Work order:
Search the records for "property". Copy every line where it appears.

Items from a dataset:

··········

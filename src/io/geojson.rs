use std::{fs, io::Write, path::Path};

use anyhow::{anyhow, bail, Context, Result};
use geo::{Coord, LineString, MultiPolygon, Polygon};
use serde_json::{json, Map, Value};

use crate::{
    config::ZoneColumns,
    error::ZoneError,
    io::{open_for_write, PendingWrite},
    types::{AttrValue, OutputRecord, ZoneFeature, ZoneLayer, OUTPUT_FIELDS},
};

/// Reads a GeoJSON FeatureCollection of (Multi)Polygon zones.
pub fn read_zone_layer(path: &Path, columns: &ZoneColumns) -> Result<ZoneLayer<MultiPolygon<f64>>> {
    let bytes = fs::read(path)
        .map_err(|e| ZoneError::invalid_source(path.display().to_string(), e.to_string()))?;
    let value: Value = serde_json::from_slice(&bytes)
        .map_err(|e| ZoneError::invalid_source(path.display().to_string(), e.to_string()))?;
    zone_layer_from_geojson(&value)
        .and_then(|layer| layer_with_columns(layer, columns))
        .with_context(|| format!("[io::geojson] Failed to read zones from {}", path.display()))
}

/// Raw features (geometry + properties) and CRS of a FeatureCollection.
struct RawLayer {
    features: Vec<(MultiPolygon<f64>, Map<String, Value>)>,
    crs: Option<String>,
}

fn zone_layer_from_geojson(value: &Value) -> Result<RawLayer> {
    let features = value["features"].as_array()
        .ok_or_else(|| anyhow!("expected a FeatureCollection with a features array"))?;

    let features = features.iter()
        .map(|feature| -> Result<(MultiPolygon<f64>, Map<String, Value>)> {
            let geometry = match &feature["geometry"] {
                Value::Null => MultiPolygon(Vec::new()),
                geometry => geometry_to_multipolygon(geometry)?,
            };
            let properties = feature["properties"].as_object().cloned().unwrap_or_default();
            Ok((geometry, properties))
        })
        .collect::<Result<Vec<_>>>()?;

    // Legacy named CRS member, e.g. {"type": "name", "properties": {"name": "EPSG:4326"}}.
    let crs = value["crs"]["properties"]["name"].as_str().map(str::to_string);

    Ok(RawLayer { features, crs })
}

fn layer_with_columns(raw: RawLayer, columns: &ZoneColumns) -> Result<ZoneLayer<MultiPolygon<f64>>> {
    let features = raw.features.into_iter().enumerate()
        .map(|(idx, (geometry, props))| {
            properties_to_zone(&props, columns, geometry).with_context(|| format!("feature {idx}"))
        })
        .collect::<Result<Vec<_>>>()?;

    Ok(ZoneLayer { features, crs: raw.crs })
}

fn properties_to_zone(
    props: &Map<String, Value>,
    columns: &ZoneColumns,
    geometry: MultiPolygon<f64>,
) -> Result<ZoneFeature<MultiPolygon<f64>>> {
    Ok(ZoneFeature {
        object_id_1: get_number(props, &columns.object_id_1)?.trunc() as i64,
        object_id: get_number(props, &columns.object_id)?.trunc() as i64,
        zone_id: get_text(props, &columns.zone_id)?,
        zone_name: get_text(props, &columns.zone_name)?,
        world_abc: get_text(props, &columns.world_abc)?,
        province: get_text(props, &columns.province)?,
        country: get_text(props, &columns.country)?,
        region: get_text(props, &columns.region)?,
        population: get_number(props, &columns.population)?,
        geometry,
    })
}

fn get_text(props: &Map<String, Value>, field: &str) -> Result<String> {
    match props.get(field) {
        Some(Value::String(s)) => Ok(s.trim().to_string()),
        Some(Value::Number(n)) => Ok(n.to_string()),
        Some(Value::Null) => Ok(String::new()),
        _ => bail!("missing or invalid text property: {}", field),
    }
}

fn get_number(props: &Map<String, Value>, field: &str) -> Result<f64> {
    match props.get(field) {
        Some(Value::Number(n)) => n.as_f64().ok_or_else(|| anyhow!("invalid number in property: {}", field)),
        Some(Value::String(s)) => s.trim().parse()
            .with_context(|| format!("non-numeric value {s:?} in property: {field}")),
        _ => bail!("missing or invalid numeric property: {}", field),
    }
}

/// Parse a GeoJSON Polygon or MultiPolygon geometry.
fn geometry_to_multipolygon(geometry: &Value) -> Result<MultiPolygon<f64>> {
    let coords = geometry["coordinates"].as_array()
        .ok_or_else(|| anyhow!("geometry is missing coordinates"))?;
    match geometry["type"].as_str() {
        Some("Polygon") => Ok(MultiPolygon(vec![parse_polygon(coords)?])),
        Some("MultiPolygon") => Ok(MultiPolygon(coords.iter()
            .map(|polygon| polygon.as_array()
                .ok_or_else(|| anyhow!("invalid MultiPolygon member"))
                .and_then(|rings| parse_polygon(rings)))
            .collect::<Result<Vec<_>>>()?)),
        other => bail!("unsupported geometry type: {:?}", other),
    }
}

/// Parse polygon rings: exterior first, then holes.
fn parse_polygon(rings: &[Value]) -> Result<Polygon<f64>> {
    let mut rings = rings.iter()
        .map(|ring| ring.as_array()
            .ok_or_else(|| anyhow!("invalid polygon ring"))
            .and_then(|coords| parse_ring_coords(coords)));
    let exterior = rings.next().ok_or_else(|| anyhow!("Invalid Polygon: missing exterior ring"))??;
    Ok(Polygon::new(exterior, rings.collect::<Result<Vec<_>>>()?))
}

/// Parse a ring from GeoJSON coordinates: [[x, y], [x, y], ...]
fn parse_ring_coords(coords: &[Value]) -> Result<LineString<f64>> {
    let mut points = coords.iter()
        .map(|pair| -> Result<Coord<f64>> {
            let x = pair[0].as_f64().ok_or_else(|| anyhow!("Invalid coordinate: x must be a number"))?;
            let y = pair[1].as_f64().ok_or_else(|| anyhow!("Invalid coordinate: y must be a number"))?;
            Ok(Coord { x, y })
        })
        .collect::<Result<Vec<_>>>()?;

    // Ensure ring is closed (first point == last point)
    if points.first() != points.last() { points.push(points[0]) }

    Ok(LineString(points))
}

fn multipolygon_to_geojson(mp: &MultiPolygon<f64>) -> Value {
    let ring = |ls: &LineString<f64>| ls.coords().map(|c| vec![c.x, c.y]).collect::<Vec<_>>();
    let polygons = mp.0.iter()
        .map(|polygon| std::iter::once(polygon.exterior())
            .chain(polygon.interiors())
            .map(ring)
            .collect::<Vec<_>>())
        .collect::<Vec<_>>();
    json!({ "type": "MultiPolygon", "coordinates": polygons })
}

fn attr_to_json(value: AttrValue) -> Value {
    match value {
        AttrValue::Int(v) => v.map_or(Value::Null, |v| json!(v)),
        AttrValue::Double(v) => v.map_or(Value::Null, |v| json!(v)),
        AttrValue::Text(v) => v.map_or(Value::Null, Value::String),
    }
}

/// Export output records as a GeoJSON FeatureCollection; properties follow `OUTPUT_FIELDS`.
pub fn output_to_geojson(records: &[OutputRecord<MultiPolygon<f64>>], crs: Option<&str>) -> Value {
    let features = records.iter()
        .map(|record| {
            let properties = OUTPUT_FIELDS.iter()
                .zip(record.attributes())
                .map(|(field, value)| (field.name.to_string(), attr_to_json(value)))
                .collect::<Map<_, _>>();
            json!({
                "type": "Feature",
                "geometry": multipolygon_to_geojson(&record.geometry),
                "properties": properties,
            })
        })
        .collect::<Vec<_>>();

    let mut collection = json!({
        "type": "FeatureCollection",
        "features": features,
    });
    if let Some(crs) = crs {
        collection["crs"] = json!({ "type": "name", "properties": { "name": crs } });
    }
    collection
}

/// Serialize the output layer as GeoJSON into `writer`.
pub fn write_geojson<W: Write>(records: &[OutputRecord<MultiPolygon<f64>>], crs: Option<&str>, mut writer: W) -> Result<()> {
    serde_json::to_writer(&mut writer, &output_to_geojson(records, crs))
        .context("[io::geojson] Failed to serialize GeoJSON")?;
    writer.flush()?;
    Ok(())
}

/// Write the output layer as GeoJSON to `path`, atomically.
pub fn write_output(records: &[OutputRecord<MultiPolygon<f64>>], crs: Option<&str>, path: &Path, force: bool) -> Result<()> {
    let mut pending: PendingWrite = open_for_write(path, force)?;
    write_geojson(records, crs, &mut pending)?;
    pending.commit()
}

#[cfg(test)]
mod tests {
    use super::*;

    fn zone_json(name: &str, population: Value) -> Value {
        json!({
            "type": "Feature",
            "geometry": {
                "type": "Polygon",
                "coordinates": [[[0.0, 0.0], [1.0, 0.0], [1.0, 1.0], [0.0, 1.0]]]
            },
            "properties": {
                "OBJECTID_1": 1, "OBJECTID": 2, "WorldID": 5001, "Zone_Name": name,
                "World": "B", "Adm1_Name": "North", "Cnty_Name": "Chad",
                "RegionYWAM": "Africa", "Population": population
            }
        })
    }

    #[test]
    fn reads_polygon_zones() {
        let value = json!({
            "type": "FeatureCollection",
            "crs": { "type": "name", "properties": { "name": "EPSG:4326" } },
            "features": [zone_json("Z1", json!(1200.5)), zone_json("Z2", json!("300"))]
        });
        let layer = layer_with_columns(zone_layer_from_geojson(&value).unwrap(), &ZoneColumns::default()).unwrap();

        assert_eq!(layer.crs.as_deref(), Some("EPSG:4326"));
        assert_eq!(layer.features.len(), 2);
        let z1 = &layer.features[0];
        assert_eq!(z1.zone_id, "5001");
        assert_eq!(z1.zone_name, "Z1");
        assert_eq!(z1.population, 1200.5);
        assert_eq!(layer.features[1].population, 300.0);

        // Ring is closed on read.
        assert_eq!(z1.geometry.0[0].exterior().0.len(), 5);
    }

    #[test]
    fn missing_population_is_an_error() {
        let value = json!({ "type": "FeatureCollection", "features": [zone_json("Z1", Value::Null)] });
        let raw = zone_layer_from_geojson(&value).unwrap();
        assert!(layer_with_columns(raw, &ZoneColumns::default()).is_err());
    }

    #[test]
    fn multipolygon_round_trips_through_output() {
        let geometry = json!({
            "type": "MultiPolygon",
            "coordinates": [
                [[[0.0, 0.0], [4.0, 0.0], [4.0, 4.0], [0.0, 0.0]], [[1.0, 1.0], [2.0, 1.0], [2.0, 2.0], [1.0, 1.0]]],
                [[[5.0, 5.0], [6.0, 5.0], [6.0, 6.0], [5.0, 5.0]]]
            ]
        });
        let mp = geometry_to_multipolygon(&geometry).unwrap();
        assert_eq!(mp.0.len(), 2);
        assert_eq!(mp.0[0].interiors().len(), 1);
        assert_eq!(multipolygon_to_geojson(&mp), geometry);
    }

    #[test]
    fn output_properties_follow_schema_order() {
        let zone = ZoneFeature {
            object_id_1: 1,
            object_id: 2,
            zone_id: "W1".into(),
            zone_name: "Z1".into(),
            world_abc: "A".into(),
            province: "P".into(),
            country: "Country1".into(),
            region: "R".into(),
            population: 10.0,
            geometry: MultiPolygon(Vec::new()),
        };
        let mut hidden = OutputRecord::from_zone(zone);
        hidden.redact();

        let value = output_to_geojson(&[hidden], Some("EPSG:4326"));
        let props = value["features"][0]["properties"].as_object().unwrap();
        let keys: Vec<_> = props.keys().map(String::as_str).collect();
        let expected: Vec<_> = OUTPUT_FIELDS.iter().map(|f| f.name).collect();
        assert_eq!(keys, expected);
        assert_eq!(props["Number UBL"], Value::Null);
        assert_eq!(props["Language Details"], Value::Null);
        assert_eq!(props["Population"], json!(10.0));
        assert_eq!(value["crs"]["properties"]["name"], "EPSG:4326");
    }
}
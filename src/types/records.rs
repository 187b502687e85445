use std::fmt;

/// One language-in-zone occurrence from the BPI reference table.
#[derive(Debug, Clone, PartialEq, Eq)]
pub struct LanguageRecord {
    /// Zone key, joined against `ZoneFeature::zone_name`.
    pub zone_id: String,
    pub language_code: String,
    pub country: String,
}

/// One row of the language-update table. `population` is kept raw until indexing.
#[derive(Debug, Clone, PartialEq, Eq)]
pub struct UpdateRecord {
    pub language_code: String,
    pub country: String,
    pub population: String,
    pub language_name: String,
    pub egids_group: String,
    pub color: String,
}

/// A zone polygon with its demographic attributes. The geometry is carried through untouched.
#[derive(Debug, Clone, PartialEq)]
pub struct ZoneFeature<G> {
    pub object_id_1: i64,
    pub object_id: i64,
    pub zone_id: String,
    pub zone_name: String,
    pub world_abc: String,
    pub province: String,
    pub country: String,
    pub region: String,
    pub population: f64,
    pub geometry: G,
}

/// Zone features plus the coordinate reference they were read in.
#[derive(Debug, Clone)]
pub struct ZoneLayer<G> {
    pub features: Vec<ZoneFeature<G>>,
    pub crs: Option<String>,
}

/// A single `name;population;egids` triplet of the language summary.
#[derive(Debug, Clone, PartialEq, Eq)]
pub struct LanguageDetail {
    pub name: String,
    pub population: i64,
    pub egids_group: String,
}

/// Ranked language summary of a zone, serialized as `;`-joined triplets.
#[derive(Debug, Clone, Default, PartialEq, Eq)]
pub struct LanguageDetails(pub Vec<LanguageDetail>);

impl LanguageDetails {
    #[inline] pub fn is_empty(&self) -> bool { self.0.is_empty() }

    #[inline] pub fn iter(&self) -> impl Iterator<Item = &LanguageDetail> { self.0.iter() }
}

impl fmt::Display for LanguageDetails {
    fn fmt(&self, f: &mut fmt::Formatter<'_>) -> fmt::Result {
        for (i, detail) in self.0.iter().enumerate() {
            if i > 0 { f.write_str(";")?; }
            write!(f, "{};{};{}", detail.name, detail.population, detail.egids_group)?;
        }
        Ok(())
    }
}

/// Annotated zone emitted by the aggregation. `None` in a computed field means redacted.
#[derive(Debug, Clone, PartialEq)]
pub struct OutputRecord<G> {
    pub object_id_1: i64,
    pub object_id: i64,
    pub oz_id: String,
    pub omega_zone_name: String,
    pub world_abc: String,
    pub province: String,
    pub country: String,
    pub region: String,
    pub population: f64,
    pub number_ubl: Option<u32>,
    pub population_ubl: Option<i64>,
    pub perc_pop_ubl: Option<f64>,
    pub language_details: Option<LanguageDetails>,
    pub color: Option<String>,
    pub geometry: G,
}

impl<G> OutputRecord<G> {
    /// Start a record for `zone` with every computed field at its zero default.
    pub(crate) fn from_zone(zone: ZoneFeature<G>) -> Self {
        Self {
            object_id_1: zone.object_id_1,
            object_id: zone.object_id,
            oz_id: zone.zone_id,
            omega_zone_name: zone.zone_name,
            world_abc: zone.world_abc,
            province: zone.province,
            country: zone.country,
            region: zone.region,
            population: zone.population,
            number_ubl: Some(0),
            population_ubl: Some(0),
            perc_pop_ubl: Some(0.0),
            language_details: Some(LanguageDetails::default()),
            color: Some(String::new()),
            geometry: zone.geometry,
        }
    }

    /// Null every computed field, keeping identity, demographics and geometry.
    pub fn redact(&mut self) {
        self.number_ubl = None;
        self.population_ubl = None;
        self.perc_pop_ubl = None;
        self.language_details = None;
        self.color = None;
    }

    #[inline] pub fn is_redacted(&self) -> bool { self.number_ubl.is_none() }
}
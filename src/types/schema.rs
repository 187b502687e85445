use super::OutputRecord;

/// Storage type of an output attribute.
#[derive(Debug, Clone, Copy, PartialEq, Eq)]
pub enum FieldType { Int, String, Double }

/// A named, typed attribute of the output layer.
#[derive(Debug, Clone, Copy, PartialEq, Eq)]
pub struct OutputField {
    pub name: &'static str,
    pub ty: FieldType,
}

const fn field(name: &'static str, ty: FieldType) -> OutputField {
    OutputField { name, ty }
}

/// Fixed attribute schema of the output layer, in emission order.
pub const OUTPUT_FIELDS: [OutputField; 14] = [
    field("OBJECTID_1", FieldType::Int),
    field("OBJECTID", FieldType::Int),
    field("OZ ID", FieldType::String),
    field("Omega Zone", FieldType::String),
    field("World ABC", FieldType::String),
    field("Province", FieldType::String),
    field("Country", FieldType::String),
    field("Region", FieldType::String),
    field("Population", FieldType::Double),
    field("Number UBL", FieldType::Int),
    field("Population UBL", FieldType::Int),
    field("Perc_Pop UBL", FieldType::Double),
    field("Language Details", FieldType::String),
    field("Color", FieldType::String),
];

/// A single attribute value; `None` is a null (redacted) value.
#[derive(Debug, Clone, PartialEq)]
pub enum AttrValue {
    Int(Option<i64>),
    Double(Option<f64>),
    Text(Option<String>),
}

impl<G> OutputRecord<G> {
    /// Attribute values in `OUTPUT_FIELDS` order.
    pub fn attributes(&self) -> [AttrValue; 14] {
        let text = |s: &str| AttrValue::Text(Some(s.to_string()));
        [
            AttrValue::Int(Some(self.object_id_1)),
            AttrValue::Int(Some(self.object_id)),
            text(&self.oz_id),
            text(&self.omega_zone_name),
            text(&self.world_abc),
            text(&self.province),
            text(&self.country),
            text(&self.region),
            AttrValue::Double(Some(self.population)),
            AttrValue::Int(self.number_ubl.map(i64::from)),
            AttrValue::Int(self.population_ubl),
            AttrValue::Double(self.perc_pop_ubl),
            AttrValue::Text(self.language_details.as_ref().map(|d| d.to_string())),
            AttrValue::Text(self.color.clone()),
        ]
    }
}
use ahash::AHashMap;

use crate::{error::{Result, ZoneError}, types::UpdateRecord};

/// Per-language attributes from the update table.
#[derive(Debug, Clone, PartialEq, Eq)]
pub struct LanguageInfo {
    pub population: i64,
    pub name: String,
    pub egids_group: String,
    pub color: String,
}

impl LanguageInfo {
    /// Whether the color code marks the language for highlighting (an integer > 0).
    pub fn is_colored(&self) -> bool {
        self.color.trim().parse::<i64>().is_ok_and(|color| color > 0)
    }
}

/// Lookups over the update table, keyed by language code. Later rows overwrite earlier ones.
#[derive(Debug, Clone, Default)]
pub struct UpdateIndex {
    languages: AHashMap<String, LanguageInfo>,
    codes: Vec<String>, // Codes in first-seen order.
}

impl UpdateIndex {
    /// Build the index, stripping `separator` from population values before parsing.
    pub fn new(records: &[UpdateRecord], separator: Option<char>) -> Result<Self> {
        let mut index = Self::default();

        for record in records {
            let info = LanguageInfo {
                population: parse_population(&record.language_code, &record.population, separator)?,
                name: record.language_name.clone(),
                egids_group: record.egids_group.clone(),
                color: record.color.clone(),
            };
            if index.languages.insert(record.language_code.clone(), info).is_none() {
                index.codes.push(record.language_code.clone());
            }
        }

        Ok(index)
    }

    #[inline] pub fn len(&self) -> usize { self.languages.len() }

    #[inline] pub fn is_empty(&self) -> bool { self.languages.is_empty() }

    #[inline] pub fn contains(&self, code: &str) -> bool { self.languages.contains_key(code) }

    #[inline] pub fn get(&self, code: &str) -> Option<&LanguageInfo> { self.languages.get(code) }

    /// Look up a code that the join guarantees to be present.
    pub(crate) fn expect(&self, code: &str) -> Result<&LanguageInfo> {
        self.get(code)
            .ok_or_else(|| ZoneError::Invariant(format!("language {code} missing from update index")))
    }

    /// Language codes in the order they first appear in the table.
    pub fn codes(&self) -> impl Iterator<Item = &str> {
        self.codes.iter().map(String::as_str)
    }
}

/// Parse a population figure such as `1.234.567`.
fn parse_population(code: &str, value: &str, separator: Option<char>) -> Result<i64> {
    let cleaned: String = match separator {
        Some(sep) => value.trim().chars().filter(|&c| c != sep).collect(),
        None => value.trim().to_string(),
    };
    cleaned.parse::<i64>()
        .map_err(|_| ZoneError::Parse { code: code.to_string(), value: value.to_string() })
}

··········

Solution:
        _ => bail!("missing or invalid text property: {}", field),
        Some(Value::Number(n)) => n.as_f64().ok_or_else(|| anyhow!("invalid number in property: {}", field)),
            .with_context(|| format!("non-numeric value {s:?} in property: {field}")),
        _ => bail!("missing or invalid numeric property: {}", field),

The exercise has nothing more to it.